*REQUIREMENT*. Among the entries below, find each line with "first" and show it.

*GIVEN ENTRIES*.
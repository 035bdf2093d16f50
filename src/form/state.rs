use std::collections::HashMap;

use chrono::NaiveDate;

use crate::model::{DateField, EventDraft, FieldKey, LocalImage, TextField};

/// Mutable state behind the new-event screen.
///
/// Every operation is total: no validation happens here. The submission
/// workflow validates a snapshot of the draft when the user submits.
#[derive(Debug, Clone, PartialEq, Eq)]
pub struct FormState {
    today: NaiveDate,
    draft: EventDraft,
    banner: Option<LocalImage>,
    /// Which date pickers are open. Keys appear on first toggle; absent means closed.
    date_pickers: HashMap<FieldKey, bool>,
    submitting: bool,
}

impl FormState {
    /// Creates the state shown when the screen is first opened.
    pub fn new(today: NaiveDate) -> Self {
        Self {
            today,
            draft: EventDraft::new(today),
            banner: None,
            date_pickers: HashMap::new(),
            submitting: false,
        }
    }

    /// Returns the current draft.
    pub fn draft(&self) -> &EventDraft {
        &self.draft
    }

    /// Returns the locally picked banner image, if any.
    pub fn banner(&self) -> Option<&LocalImage> {
        self.banner.as_ref()
    }

    /// Returns `true` while a submission is in flight.
    pub fn is_submitting(&self) -> bool {
        self.submitting
    }

    /// Replaces one text field, leaving the rest of the draft untouched.
    pub fn set_field(&mut self, field: TextField, value: impl Into<String>) {
        *self.draft.text_mut(field) = value.into();
    }

    /// Applies a date reported by a picker.
    ///
    /// `None` means the picker was dismissed without a selection and leaves
    /// the draft unchanged.
    pub fn set_date_field(&mut self, field: DateField, candidate: Option<NaiveDate>) {
        let Some(date) = candidate else {
            return;
        };
        match field {
            DateField::Date => self.draft.date = date,
        }
    }

    /// Opens or closes the date picker for one field.
    pub fn toggle_date_picker(&mut self, key: FieldKey, visible: bool) {
        self.date_pickers.insert(key, visible);
    }

    /// Returns `true` if the date picker for `key` is open.
    pub fn is_date_picker_open(&self, key: FieldKey) -> bool {
        self.date_pickers.get(&key).copied().unwrap_or(false)
    }

    /// Records or clears the user's locally picked banner.
    pub fn set_banner_selection(&mut self, banner: Option<LocalImage>) {
        self.banner = banner;
    }

    /// Stores the durable URL of a banner that finished uploading.
    pub fn set_uploaded_banner_url(&mut self, url: impl Into<String>) {
        self.draft.banner_url = url.into();
    }

    /// Replaces the draft with a fresh empty one and clears the banner selection.
    pub fn reset_draft(&mut self) {
        self.reset_draft_on(self.today);
    }

    /// Like [`reset_draft`](Self::reset_draft), but dates the fresh draft
    /// `today` and remembers it for later resets.
    pub fn reset_draft_on(&mut self, today: NaiveDate) {
        self.today = today;
        self.draft = EventDraft::new(today);
        self.banner = None;
    }

    pub(crate) fn begin_submit(&mut self) {
        self.submitting = true;
    }

    pub(crate) fn finish_submit(&mut self) {
        self.submitting = false;
    }
}

#[cfg(test)]
mod tests {
    use quickcheck_macros::quickcheck;

    use super::*;

    fn today() -> NaiveDate {
        NaiveDate::from_ymd_opt(2026, 3, 14).unwrap()
    }

    fn filled() -> FormState {
        let mut state = FormState::new(today());
        state.set_field(TextField::Name, "Meetup");
        state.set_field(TextField::Location, "Hall");
        state.set_field(TextField::Capacity, "50");
        state
    }

    mod set_field {
        use super::*;

        #[test]
        fn replaces_only_the_given_field() {
            let mut state = filled();
            state.set_field(TextField::Location, "Garden");
            assert_eq!(state.draft().location, "Garden");
            assert_eq!(state.draft().name, "Meetup");
            assert_eq!(state.draft().capacity, "50");
            assert_eq!(state.draft().date, today());
        }

        #[test]
        fn accepts_unvalidated_text() {
            let mut state = FormState::new(today());
            state.set_field(TextField::Capacity, "lots");
            assert_eq!(state.draft().capacity, "lots");
        }

        #[quickcheck]
        fn merge_leaves_other_fields_unchanged(value: String, pick: u8) -> bool {
            let fields = [TextField::Name, TextField::Location, TextField::Capacity];
            let field = fields[pick as usize % fields.len()];
            let before = filled();
            let mut after = before.clone();
            after.set_field(field, value.clone());

            let others_unchanged = fields
                .iter()
                .filter(|f| **f != field)
                .all(|f| after.draft().text(*f) == before.draft().text(*f));
            after.draft().text(field) == value
                && others_unchanged
                && after.draft().date == before.draft().date
                && after.banner() == before.banner()
        }
    }

    mod set_date_field {
        use super::*;

        #[test]
        fn applies_selected_date() {
            let mut state = filled();
            let picked = NaiveDate::from_ymd_opt(2024, 5, 1).unwrap();
            state.set_date_field(DateField::Date, Some(picked));
            assert_eq!(state.draft().date, picked);
            assert_eq!(state.draft().name, "Meetup");
        }

        #[test]
        fn dismissed_picker_leaves_date_unchanged() {
            let mut state = filled();
            let before = state.clone();
            state.set_date_field(DateField::Date, None);
            assert_eq!(state, before);
        }
    }

    mod date_pickers {
        use super::*;

        #[test]
        fn closed_until_toggled() {
            let state = FormState::new(today());
            assert!(!state.is_date_picker_open(FieldKey::Date));
        }

        #[test]
        fn toggle_opens_and_closes() {
            let mut state = FormState::new(today());
            state.toggle_date_picker(FieldKey::Date, true);
            assert!(state.is_date_picker_open(FieldKey::Date));
            state.toggle_date_picker(FieldKey::Date, false);
            assert!(!state.is_date_picker_open(FieldKey::Date));
        }

        #[test]
        fn keys_are_independent() {
            let mut state = FormState::new(today());
            state.toggle_date_picker(FieldKey::Date, true);
            assert!(!state.is_date_picker_open(FieldKey::Name));
        }
    }

    mod banner {
        use super::*;

        #[test]
        fn set_and_clear_selection() {
            let mut state = FormState::new(today());
            state.set_banner_selection(Some(LocalImage::new("/tmp/a.png")));
            assert_eq!(state.banner(), Some(&LocalImage::new("/tmp/a.png")));
            state.set_banner_selection(None);
            assert_eq!(state.banner(), None);
        }

        #[test]
        fn uploaded_url_is_stored_on_draft() {
            let mut state = filled();
            state.set_uploaded_banner_url("https://x/banner1");
            assert_eq!(state.draft().banner_url, "https://x/banner1");
        }
    }

    mod reset {
        use super::*;

        #[test]
        fn yields_initial_draft_and_clears_banner() {
            let mut state = filled();
            state.set_banner_selection(Some(LocalImage::new("/tmp/a.png")));
            state.set_uploaded_banner_url("https://x/b");
            state.set_date_field(DateField::Date, NaiveDate::from_ymd_opt(2030, 1, 1));
            state.reset_draft();
            assert_eq!(state.draft(), FormState::new(today()).draft());
            assert_eq!(state.banner(), None);
        }

        #[test]
        fn keeps_date_picker_flags() {
            let mut state = filled();
            state.toggle_date_picker(FieldKey::Date, true);
            state.reset_draft();
            assert!(state.is_date_picker_open(FieldKey::Date));
        }

        #[test]
        fn reset_on_a_later_day_uses_that_day() {
            let tomorrow = today().succ_opt().unwrap();
            let mut state = filled();
            state.reset_draft_on(tomorrow);
            assert_eq!(state.draft(), &EventDraft::new(tomorrow));

            state.set_field(TextField::Name, "Again");
            state.reset_draft();
            assert_eq!(state.draft().date, tomorrow);
        }
    }

    mod submitting {
        use super::*;

        #[test]
        fn flag_follows_begin_and_finish() {
            let mut state = FormState::new(today());
            assert!(!state.is_submitting());
            state.begin_submit();
            assert!(state.is_submitting());
            state.finish_submit();
            assert!(!state.is_submitting());
        }
    }
}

*RESPONSE*.
    /// Which date pickers are open. Keys appear on first toggle; absent means closed.
    /// Creates the state shown when the screen is first opened.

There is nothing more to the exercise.